(TASK) Please work out how many lines in the data below contain "layer", and reply with that number alone.

(DATA FOR THE TASK)
-----
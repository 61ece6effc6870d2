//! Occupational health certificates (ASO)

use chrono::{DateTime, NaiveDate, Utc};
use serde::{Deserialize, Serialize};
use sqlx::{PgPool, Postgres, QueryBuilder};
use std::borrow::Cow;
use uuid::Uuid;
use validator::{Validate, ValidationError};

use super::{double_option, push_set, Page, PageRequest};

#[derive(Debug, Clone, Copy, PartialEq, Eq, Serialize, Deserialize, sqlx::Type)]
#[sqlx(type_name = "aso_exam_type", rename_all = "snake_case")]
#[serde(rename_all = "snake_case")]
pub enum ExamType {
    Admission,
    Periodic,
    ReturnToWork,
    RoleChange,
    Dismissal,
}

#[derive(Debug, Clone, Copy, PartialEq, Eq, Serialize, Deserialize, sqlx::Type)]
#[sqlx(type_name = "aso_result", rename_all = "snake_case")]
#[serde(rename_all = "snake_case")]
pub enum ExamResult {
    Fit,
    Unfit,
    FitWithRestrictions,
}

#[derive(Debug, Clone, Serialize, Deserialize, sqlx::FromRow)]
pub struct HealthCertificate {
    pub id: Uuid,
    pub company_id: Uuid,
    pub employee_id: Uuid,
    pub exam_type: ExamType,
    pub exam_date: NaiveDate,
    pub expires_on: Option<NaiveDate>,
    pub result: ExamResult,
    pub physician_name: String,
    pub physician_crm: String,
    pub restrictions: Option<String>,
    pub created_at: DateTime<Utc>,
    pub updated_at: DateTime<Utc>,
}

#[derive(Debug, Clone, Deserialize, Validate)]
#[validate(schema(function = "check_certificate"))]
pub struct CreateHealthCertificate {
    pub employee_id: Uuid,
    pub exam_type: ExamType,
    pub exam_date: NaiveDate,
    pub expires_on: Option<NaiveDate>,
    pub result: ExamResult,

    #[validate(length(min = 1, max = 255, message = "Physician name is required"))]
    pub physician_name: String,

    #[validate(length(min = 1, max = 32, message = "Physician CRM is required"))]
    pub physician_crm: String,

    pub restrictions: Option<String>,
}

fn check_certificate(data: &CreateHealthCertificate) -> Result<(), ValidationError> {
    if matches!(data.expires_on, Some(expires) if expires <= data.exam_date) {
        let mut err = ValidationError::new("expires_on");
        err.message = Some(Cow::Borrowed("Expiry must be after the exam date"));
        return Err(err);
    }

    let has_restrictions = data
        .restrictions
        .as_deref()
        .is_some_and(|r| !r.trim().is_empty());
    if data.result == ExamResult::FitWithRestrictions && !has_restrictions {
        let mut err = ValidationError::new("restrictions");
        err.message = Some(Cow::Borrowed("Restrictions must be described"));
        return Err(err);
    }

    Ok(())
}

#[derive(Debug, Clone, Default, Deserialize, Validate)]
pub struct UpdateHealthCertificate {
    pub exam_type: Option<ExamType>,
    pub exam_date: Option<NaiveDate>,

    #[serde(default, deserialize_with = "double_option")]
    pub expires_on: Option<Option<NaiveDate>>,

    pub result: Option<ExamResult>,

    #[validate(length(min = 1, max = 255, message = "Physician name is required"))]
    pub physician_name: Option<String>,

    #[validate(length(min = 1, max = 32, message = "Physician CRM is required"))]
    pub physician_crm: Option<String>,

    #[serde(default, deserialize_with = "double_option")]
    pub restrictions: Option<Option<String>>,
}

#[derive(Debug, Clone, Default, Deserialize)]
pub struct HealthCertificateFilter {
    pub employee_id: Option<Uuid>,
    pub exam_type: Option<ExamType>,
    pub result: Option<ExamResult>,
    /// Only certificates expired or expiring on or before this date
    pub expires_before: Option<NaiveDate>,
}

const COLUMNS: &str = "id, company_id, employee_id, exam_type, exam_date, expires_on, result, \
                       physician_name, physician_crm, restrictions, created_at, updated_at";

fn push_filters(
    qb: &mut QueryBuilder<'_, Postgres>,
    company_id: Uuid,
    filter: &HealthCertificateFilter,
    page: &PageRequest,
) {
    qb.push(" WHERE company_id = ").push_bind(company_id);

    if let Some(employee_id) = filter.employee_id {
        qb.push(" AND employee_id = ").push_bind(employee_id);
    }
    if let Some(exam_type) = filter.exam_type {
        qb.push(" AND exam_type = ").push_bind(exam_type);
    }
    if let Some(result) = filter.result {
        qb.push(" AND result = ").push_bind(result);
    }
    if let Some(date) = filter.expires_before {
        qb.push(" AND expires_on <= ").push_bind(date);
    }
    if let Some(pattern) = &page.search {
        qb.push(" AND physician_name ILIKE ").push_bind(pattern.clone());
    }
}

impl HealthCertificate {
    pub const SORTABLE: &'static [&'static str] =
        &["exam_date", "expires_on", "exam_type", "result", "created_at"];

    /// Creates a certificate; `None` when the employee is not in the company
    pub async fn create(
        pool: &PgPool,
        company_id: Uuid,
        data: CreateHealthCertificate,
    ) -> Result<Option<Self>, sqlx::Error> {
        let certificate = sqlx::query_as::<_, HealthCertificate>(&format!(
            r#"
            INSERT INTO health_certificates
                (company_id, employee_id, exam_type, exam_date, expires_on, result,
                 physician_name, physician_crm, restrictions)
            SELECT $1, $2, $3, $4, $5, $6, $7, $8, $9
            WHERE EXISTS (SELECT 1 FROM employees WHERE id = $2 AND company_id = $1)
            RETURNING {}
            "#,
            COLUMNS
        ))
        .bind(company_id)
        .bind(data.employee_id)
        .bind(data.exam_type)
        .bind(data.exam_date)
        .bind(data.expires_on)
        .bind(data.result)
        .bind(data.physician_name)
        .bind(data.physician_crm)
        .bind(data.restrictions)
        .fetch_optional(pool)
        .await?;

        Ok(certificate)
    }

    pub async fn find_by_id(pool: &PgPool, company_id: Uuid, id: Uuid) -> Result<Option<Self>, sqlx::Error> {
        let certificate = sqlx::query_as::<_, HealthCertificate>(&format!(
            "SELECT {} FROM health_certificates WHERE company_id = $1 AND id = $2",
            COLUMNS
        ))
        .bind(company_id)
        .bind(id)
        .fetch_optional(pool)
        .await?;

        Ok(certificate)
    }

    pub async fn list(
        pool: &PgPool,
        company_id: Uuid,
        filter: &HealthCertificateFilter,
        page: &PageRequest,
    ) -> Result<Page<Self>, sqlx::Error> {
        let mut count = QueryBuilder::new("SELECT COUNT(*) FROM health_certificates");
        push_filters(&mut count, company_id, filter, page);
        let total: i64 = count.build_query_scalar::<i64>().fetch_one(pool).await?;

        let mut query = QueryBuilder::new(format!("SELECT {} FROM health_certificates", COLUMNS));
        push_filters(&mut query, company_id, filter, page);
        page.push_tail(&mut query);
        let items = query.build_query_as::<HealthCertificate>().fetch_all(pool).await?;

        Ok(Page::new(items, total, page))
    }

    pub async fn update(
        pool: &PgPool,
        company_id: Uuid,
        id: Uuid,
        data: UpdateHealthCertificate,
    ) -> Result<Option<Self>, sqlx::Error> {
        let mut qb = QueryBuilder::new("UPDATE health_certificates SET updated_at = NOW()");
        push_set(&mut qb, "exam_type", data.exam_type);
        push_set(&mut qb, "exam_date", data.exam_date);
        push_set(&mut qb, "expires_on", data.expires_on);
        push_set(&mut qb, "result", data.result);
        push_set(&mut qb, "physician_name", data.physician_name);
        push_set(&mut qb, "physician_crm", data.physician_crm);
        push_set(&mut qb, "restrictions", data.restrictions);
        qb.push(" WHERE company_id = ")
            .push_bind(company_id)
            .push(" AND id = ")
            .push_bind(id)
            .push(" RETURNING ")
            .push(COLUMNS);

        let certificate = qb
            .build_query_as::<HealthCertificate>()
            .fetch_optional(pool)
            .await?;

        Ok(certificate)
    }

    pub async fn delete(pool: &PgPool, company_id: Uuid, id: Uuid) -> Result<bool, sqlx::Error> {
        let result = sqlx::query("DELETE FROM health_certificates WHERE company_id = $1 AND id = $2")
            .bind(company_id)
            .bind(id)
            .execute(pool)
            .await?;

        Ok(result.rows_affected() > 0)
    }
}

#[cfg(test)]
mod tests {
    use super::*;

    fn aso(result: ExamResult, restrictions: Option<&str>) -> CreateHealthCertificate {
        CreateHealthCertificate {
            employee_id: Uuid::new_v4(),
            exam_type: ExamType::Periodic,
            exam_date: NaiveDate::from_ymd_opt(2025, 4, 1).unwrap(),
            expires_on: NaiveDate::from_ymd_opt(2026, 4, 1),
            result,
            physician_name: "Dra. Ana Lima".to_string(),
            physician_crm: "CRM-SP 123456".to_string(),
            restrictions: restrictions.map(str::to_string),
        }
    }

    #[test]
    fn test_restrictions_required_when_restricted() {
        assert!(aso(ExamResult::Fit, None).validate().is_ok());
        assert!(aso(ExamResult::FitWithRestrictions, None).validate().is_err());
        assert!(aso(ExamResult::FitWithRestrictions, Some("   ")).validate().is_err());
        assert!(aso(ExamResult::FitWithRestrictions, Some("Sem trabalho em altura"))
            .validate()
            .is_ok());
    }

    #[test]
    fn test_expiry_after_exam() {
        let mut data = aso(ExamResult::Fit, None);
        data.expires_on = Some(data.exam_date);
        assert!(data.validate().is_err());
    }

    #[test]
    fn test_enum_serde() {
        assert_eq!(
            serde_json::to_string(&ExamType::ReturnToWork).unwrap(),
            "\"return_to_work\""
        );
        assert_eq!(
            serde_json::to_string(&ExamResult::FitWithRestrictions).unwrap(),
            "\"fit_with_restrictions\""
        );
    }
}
-----
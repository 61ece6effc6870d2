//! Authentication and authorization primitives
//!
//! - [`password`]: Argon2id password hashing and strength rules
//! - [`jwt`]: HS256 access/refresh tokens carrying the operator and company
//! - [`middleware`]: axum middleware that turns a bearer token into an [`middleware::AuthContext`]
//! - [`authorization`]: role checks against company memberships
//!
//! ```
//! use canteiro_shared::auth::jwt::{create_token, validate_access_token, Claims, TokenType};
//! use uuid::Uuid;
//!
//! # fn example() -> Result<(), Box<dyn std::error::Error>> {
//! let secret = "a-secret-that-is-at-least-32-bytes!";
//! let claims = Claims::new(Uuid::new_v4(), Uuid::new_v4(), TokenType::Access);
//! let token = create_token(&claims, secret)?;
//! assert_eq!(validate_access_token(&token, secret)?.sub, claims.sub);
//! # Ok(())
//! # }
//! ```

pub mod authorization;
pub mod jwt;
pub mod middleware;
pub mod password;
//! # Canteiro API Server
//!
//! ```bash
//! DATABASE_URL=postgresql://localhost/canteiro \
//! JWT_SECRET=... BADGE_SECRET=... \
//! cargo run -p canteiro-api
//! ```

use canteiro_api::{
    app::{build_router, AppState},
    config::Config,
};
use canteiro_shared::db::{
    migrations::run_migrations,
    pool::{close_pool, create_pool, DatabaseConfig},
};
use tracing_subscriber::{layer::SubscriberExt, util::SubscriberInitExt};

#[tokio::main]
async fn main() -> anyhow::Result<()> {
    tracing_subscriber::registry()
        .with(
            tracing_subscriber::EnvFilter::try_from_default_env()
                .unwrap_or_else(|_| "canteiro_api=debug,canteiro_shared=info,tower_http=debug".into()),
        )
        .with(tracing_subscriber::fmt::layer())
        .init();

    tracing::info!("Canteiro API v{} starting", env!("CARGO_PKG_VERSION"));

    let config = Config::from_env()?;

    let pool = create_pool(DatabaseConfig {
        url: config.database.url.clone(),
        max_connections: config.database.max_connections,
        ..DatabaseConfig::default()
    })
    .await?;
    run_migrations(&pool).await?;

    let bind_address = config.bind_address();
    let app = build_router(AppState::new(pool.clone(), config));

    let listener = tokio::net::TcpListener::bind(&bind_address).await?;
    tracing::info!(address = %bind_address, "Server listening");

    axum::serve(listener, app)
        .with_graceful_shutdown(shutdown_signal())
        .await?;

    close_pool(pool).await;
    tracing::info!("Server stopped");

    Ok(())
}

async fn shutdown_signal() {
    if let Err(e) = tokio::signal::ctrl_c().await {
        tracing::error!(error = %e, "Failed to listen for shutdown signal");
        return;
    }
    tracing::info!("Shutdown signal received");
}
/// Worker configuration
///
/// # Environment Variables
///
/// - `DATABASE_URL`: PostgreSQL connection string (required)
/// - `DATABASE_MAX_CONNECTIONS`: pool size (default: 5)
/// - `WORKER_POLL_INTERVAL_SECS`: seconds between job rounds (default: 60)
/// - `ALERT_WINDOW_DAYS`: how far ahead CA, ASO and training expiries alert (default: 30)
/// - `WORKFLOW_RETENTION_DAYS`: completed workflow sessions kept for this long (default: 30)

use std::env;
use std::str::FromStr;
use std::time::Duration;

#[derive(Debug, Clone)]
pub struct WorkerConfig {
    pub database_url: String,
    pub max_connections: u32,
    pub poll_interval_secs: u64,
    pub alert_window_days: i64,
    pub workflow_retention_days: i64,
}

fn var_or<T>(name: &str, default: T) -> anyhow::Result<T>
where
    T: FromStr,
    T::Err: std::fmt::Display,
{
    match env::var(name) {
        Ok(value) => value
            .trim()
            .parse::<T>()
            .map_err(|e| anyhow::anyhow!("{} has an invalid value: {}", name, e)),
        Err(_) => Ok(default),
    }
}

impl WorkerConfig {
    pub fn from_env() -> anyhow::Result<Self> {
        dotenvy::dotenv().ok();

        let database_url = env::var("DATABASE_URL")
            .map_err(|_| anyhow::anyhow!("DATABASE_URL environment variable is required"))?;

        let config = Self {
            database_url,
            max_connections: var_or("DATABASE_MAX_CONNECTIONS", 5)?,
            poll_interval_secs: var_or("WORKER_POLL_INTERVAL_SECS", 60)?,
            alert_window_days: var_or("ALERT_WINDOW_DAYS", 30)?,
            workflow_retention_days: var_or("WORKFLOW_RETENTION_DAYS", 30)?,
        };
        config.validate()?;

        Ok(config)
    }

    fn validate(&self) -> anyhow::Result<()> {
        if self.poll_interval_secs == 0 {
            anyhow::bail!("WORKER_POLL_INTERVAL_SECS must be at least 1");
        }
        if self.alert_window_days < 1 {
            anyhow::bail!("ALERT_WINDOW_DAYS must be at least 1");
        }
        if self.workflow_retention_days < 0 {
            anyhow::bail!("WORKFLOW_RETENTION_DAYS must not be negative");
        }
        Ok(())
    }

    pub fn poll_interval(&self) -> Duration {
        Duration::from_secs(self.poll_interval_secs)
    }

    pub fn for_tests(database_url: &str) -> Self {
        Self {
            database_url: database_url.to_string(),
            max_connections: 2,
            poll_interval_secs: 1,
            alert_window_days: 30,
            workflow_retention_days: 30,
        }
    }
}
-----
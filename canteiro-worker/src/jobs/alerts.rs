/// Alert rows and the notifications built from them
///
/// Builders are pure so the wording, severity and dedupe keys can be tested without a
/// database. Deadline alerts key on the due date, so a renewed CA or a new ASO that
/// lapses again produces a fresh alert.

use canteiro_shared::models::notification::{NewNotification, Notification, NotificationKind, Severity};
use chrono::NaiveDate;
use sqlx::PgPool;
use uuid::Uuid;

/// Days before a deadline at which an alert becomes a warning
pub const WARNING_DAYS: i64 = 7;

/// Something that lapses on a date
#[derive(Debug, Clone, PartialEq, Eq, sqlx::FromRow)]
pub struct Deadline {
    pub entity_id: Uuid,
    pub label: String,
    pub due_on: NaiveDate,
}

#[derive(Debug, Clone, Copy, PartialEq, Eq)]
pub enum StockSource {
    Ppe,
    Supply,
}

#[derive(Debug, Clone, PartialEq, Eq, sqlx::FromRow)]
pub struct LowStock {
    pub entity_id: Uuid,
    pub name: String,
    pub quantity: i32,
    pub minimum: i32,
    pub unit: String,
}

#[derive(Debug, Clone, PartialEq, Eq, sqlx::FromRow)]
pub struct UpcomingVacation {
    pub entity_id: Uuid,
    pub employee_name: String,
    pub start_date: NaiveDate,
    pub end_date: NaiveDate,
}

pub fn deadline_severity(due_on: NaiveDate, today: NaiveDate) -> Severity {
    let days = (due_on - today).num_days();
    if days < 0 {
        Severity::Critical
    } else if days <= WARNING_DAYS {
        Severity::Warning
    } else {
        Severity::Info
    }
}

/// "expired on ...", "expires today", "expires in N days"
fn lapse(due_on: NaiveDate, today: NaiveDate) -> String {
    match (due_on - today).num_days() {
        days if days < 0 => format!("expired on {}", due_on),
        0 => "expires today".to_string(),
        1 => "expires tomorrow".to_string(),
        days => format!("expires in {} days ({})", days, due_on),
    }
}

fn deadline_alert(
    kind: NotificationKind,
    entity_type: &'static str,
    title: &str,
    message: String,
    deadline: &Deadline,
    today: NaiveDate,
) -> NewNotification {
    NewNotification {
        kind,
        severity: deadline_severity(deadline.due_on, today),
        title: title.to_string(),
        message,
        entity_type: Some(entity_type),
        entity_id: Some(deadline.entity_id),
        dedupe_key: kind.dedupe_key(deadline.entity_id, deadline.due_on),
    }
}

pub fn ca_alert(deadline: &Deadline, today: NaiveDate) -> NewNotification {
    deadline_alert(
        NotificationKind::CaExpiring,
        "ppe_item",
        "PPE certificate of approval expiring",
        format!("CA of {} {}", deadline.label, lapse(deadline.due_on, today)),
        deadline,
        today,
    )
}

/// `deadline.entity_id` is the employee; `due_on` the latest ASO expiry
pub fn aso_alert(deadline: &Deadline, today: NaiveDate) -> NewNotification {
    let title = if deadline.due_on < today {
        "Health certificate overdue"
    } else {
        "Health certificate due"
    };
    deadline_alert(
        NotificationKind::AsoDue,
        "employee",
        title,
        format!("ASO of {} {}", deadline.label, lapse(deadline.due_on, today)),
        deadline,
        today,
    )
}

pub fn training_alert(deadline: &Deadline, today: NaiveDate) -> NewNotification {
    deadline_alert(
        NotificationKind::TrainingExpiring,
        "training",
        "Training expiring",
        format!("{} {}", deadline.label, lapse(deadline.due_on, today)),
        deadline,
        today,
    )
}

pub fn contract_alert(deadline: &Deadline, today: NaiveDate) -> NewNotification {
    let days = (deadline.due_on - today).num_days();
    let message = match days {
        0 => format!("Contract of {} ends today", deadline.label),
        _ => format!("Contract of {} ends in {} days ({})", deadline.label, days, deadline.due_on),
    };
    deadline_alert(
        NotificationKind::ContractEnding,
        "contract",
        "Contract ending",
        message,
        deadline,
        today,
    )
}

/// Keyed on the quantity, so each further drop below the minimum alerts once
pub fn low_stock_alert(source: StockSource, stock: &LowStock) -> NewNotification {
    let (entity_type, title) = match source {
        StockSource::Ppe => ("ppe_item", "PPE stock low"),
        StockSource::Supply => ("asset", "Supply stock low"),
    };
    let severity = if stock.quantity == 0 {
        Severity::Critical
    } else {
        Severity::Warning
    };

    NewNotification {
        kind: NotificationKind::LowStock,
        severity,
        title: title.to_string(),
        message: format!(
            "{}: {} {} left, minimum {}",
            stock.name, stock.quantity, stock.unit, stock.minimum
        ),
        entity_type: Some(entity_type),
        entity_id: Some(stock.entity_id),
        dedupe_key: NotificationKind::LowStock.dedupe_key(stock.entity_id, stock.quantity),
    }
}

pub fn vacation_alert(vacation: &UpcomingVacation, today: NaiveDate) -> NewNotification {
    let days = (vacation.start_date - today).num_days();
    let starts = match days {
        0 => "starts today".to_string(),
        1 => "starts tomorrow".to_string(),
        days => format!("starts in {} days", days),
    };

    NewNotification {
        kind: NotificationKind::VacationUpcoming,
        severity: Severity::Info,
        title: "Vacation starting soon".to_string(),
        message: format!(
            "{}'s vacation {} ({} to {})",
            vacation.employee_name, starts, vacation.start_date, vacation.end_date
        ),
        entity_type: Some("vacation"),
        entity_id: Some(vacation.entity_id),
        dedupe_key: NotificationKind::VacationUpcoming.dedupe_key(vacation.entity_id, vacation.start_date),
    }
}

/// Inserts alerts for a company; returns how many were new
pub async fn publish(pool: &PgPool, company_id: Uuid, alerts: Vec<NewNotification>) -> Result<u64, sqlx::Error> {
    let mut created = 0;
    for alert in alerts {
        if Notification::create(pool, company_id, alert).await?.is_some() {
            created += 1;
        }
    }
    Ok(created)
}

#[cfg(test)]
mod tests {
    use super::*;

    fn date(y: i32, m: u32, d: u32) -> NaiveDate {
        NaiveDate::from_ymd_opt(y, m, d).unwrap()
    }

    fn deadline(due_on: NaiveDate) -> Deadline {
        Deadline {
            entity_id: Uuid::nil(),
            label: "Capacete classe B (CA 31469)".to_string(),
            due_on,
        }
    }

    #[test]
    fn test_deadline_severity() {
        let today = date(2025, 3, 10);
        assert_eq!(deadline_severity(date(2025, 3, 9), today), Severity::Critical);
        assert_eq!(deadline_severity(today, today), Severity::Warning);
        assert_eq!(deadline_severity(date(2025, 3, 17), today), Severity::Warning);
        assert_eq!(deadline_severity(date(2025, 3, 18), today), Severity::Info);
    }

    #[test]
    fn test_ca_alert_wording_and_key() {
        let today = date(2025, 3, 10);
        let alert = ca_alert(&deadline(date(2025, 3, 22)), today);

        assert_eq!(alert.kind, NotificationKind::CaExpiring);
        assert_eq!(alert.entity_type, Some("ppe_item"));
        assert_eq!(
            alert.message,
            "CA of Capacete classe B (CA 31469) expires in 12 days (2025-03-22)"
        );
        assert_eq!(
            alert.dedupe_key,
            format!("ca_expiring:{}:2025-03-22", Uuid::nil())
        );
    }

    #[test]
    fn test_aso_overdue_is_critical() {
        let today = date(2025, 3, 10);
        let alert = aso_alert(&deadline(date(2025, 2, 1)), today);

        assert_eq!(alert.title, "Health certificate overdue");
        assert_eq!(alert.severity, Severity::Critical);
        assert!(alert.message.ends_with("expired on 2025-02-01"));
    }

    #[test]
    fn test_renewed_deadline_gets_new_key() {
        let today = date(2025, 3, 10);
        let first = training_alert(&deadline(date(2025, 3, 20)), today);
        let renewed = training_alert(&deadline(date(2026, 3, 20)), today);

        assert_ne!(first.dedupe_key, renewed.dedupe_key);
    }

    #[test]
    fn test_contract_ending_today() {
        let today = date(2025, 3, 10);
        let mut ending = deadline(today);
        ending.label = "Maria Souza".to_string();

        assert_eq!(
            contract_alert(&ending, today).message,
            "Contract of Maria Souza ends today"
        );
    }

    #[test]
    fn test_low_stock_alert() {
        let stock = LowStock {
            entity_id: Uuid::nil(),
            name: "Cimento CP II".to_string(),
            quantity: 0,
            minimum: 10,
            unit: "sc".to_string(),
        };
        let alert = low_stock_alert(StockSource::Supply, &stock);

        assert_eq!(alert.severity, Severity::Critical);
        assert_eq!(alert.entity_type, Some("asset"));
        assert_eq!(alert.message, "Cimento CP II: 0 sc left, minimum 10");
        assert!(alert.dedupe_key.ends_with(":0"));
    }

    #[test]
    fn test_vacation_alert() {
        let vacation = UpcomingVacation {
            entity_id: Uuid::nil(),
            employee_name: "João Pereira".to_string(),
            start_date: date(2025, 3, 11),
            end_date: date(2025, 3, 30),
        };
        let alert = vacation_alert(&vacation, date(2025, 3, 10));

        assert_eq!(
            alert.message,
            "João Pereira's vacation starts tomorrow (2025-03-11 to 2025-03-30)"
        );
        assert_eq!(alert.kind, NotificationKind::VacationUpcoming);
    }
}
-----
(EXERCISE SOLUTION) 2